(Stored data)

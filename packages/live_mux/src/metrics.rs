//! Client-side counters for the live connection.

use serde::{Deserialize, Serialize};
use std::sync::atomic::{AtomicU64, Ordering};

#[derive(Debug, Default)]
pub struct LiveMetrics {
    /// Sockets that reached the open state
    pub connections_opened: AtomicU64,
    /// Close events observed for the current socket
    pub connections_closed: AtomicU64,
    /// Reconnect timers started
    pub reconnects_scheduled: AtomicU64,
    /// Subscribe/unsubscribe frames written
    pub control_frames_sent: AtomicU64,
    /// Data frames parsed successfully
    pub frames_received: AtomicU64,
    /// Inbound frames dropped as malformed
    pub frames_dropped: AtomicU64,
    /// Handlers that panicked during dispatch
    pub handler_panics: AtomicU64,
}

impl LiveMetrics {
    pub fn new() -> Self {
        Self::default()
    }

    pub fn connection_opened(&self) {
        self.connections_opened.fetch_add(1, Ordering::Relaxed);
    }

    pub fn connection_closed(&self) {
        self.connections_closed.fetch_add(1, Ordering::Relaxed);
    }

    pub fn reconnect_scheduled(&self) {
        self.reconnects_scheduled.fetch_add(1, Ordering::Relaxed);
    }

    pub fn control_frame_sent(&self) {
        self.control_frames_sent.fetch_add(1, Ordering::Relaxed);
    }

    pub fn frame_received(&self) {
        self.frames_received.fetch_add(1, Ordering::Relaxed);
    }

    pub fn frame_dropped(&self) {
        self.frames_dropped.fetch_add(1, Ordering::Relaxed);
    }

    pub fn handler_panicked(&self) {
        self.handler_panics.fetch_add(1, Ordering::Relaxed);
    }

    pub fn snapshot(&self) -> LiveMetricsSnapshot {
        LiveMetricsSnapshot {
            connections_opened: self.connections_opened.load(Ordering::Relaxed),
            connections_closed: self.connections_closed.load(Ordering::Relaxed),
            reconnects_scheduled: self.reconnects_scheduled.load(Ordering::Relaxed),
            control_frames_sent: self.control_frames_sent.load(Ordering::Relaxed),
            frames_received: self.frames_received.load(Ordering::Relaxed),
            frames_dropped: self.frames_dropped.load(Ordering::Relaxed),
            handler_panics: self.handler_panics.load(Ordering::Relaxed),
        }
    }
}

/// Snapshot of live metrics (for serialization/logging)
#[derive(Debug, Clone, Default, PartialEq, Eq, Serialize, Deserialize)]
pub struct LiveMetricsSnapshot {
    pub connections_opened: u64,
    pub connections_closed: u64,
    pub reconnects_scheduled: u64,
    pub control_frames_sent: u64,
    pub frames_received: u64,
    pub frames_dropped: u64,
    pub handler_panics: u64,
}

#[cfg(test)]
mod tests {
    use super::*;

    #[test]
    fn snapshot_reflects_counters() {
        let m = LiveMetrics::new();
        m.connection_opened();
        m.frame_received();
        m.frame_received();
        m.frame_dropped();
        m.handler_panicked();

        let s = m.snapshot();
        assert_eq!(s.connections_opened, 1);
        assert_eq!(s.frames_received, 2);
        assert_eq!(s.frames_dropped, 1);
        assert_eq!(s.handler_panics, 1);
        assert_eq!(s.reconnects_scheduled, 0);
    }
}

- Requirement: Return every entry exactly as given.

- Response for this exercise:
filename packages/live_mux/src/metrics.rs
//! Client-side counters for the live connection.

use serde::{Deserialize, Serialize};
use std::sync::atomic::{AtomicU64, Ordering};

#[derive(Debug, Default)]
pub struct LiveMetrics {
    /// Sockets that reached the open state
    pub connections_opened: AtomicU64,
    /// Close events observed for the current socket
    pub connections_closed: AtomicU64,
    /// Reconnect timers started
    pub reconnects_scheduled: AtomicU64,
    /// Subscribe/unsubscribe frames written
    pub control_frames_sent: AtomicU64,
    /// Data frames parsed successfully
    pub frames_received: AtomicU64,
    /// Inbound frames dropped as malformed
    pub frames_dropped: AtomicU64,
    /// Handlers that panicked during dispatch
    pub handler_panics: AtomicU64,
}

impl LiveMetrics {
    pub fn new() -> Self {
        Self::default()
    }

    pub fn connection_opened(&self) {
        self.connections_opened.fetch_add(1, Ordering::Relaxed);
    }

    pub fn connection_closed(&self) {
        self.connections_closed.fetch_add(1, Ordering::Relaxed);
    }

    pub fn reconnect_scheduled(&self) {
        self.reconnects_scheduled.fetch_add(1, Ordering::Relaxed);
    }

    pub fn control_frame_sent(&self) {
        self.control_frames_sent.fetch_add(1, Ordering::Relaxed);
    }

    pub fn frame_received(&self) {
        self.frames_received.fetch_add(1, Ordering::Relaxed);
    }

    pub fn frame_dropped(&self) {
        self.frames_dropped.fetch_add(1, Ordering::Relaxed);
    }

    pub fn handler_panicked(&self) {
        self.handler_panics.fetch_add(1, Ordering::Relaxed);
    }

    pub fn snapshot(&self) -> LiveMetricsSnapshot {
        LiveMetricsSnapshot {
            connections_opened: self.connections_opened.load(Ordering::Relaxed),
            connections_closed: self.connections_closed.load(Ordering::Relaxed),
            reconnects_scheduled: self.reconnects_scheduled.load(Ordering::Relaxed),
            control_frames_sent: self.control_frames_sent.load(Ordering::Relaxed),
            frames_received: self.frames_received.load(Ordering::Relaxed),
            frames_dropped: self.frames_dropped.load(Ordering::Relaxed),
            handler_panics: self.handler_panics.load(Ordering::Relaxed),
        }
    }
}

/// Snapshot of live metrics (for serialization/logging)
#[derive(Debug, Clone, Default, PartialEq, Eq, Serialize, Deserialize)]
pub struct LiveMetricsSnapshot {
    pub connections_opened: u64,
    pub connections_closed: u64,
    pub reconnects_scheduled: u64,
    pub control_frames_sent: u64,
    pub frames_received: u64,
    pub frames_dropped: u64,
    pub handler_panics: u64,
}

#[cfg(test)]
mod tests {
    use super::*;

    #[test]
    fn snapshot_reflects_counters() {
        let m = LiveMetrics::new();
        m.connection_opened();
        m.frame_received();
        m.frame_received();
        m.frame_dropped();
        m.handler_panicked();

        let s = m.snapshot();
        assert_eq!(s.connections_opened, 1);
        assert_eq!(s.frames_received, 2);
        assert_eq!(s.frames_dropped, 1);
        assert_eq!(s.handler_panics, 1);
        assert_eq!(s.reconnects_scheduled, 0);
    }
}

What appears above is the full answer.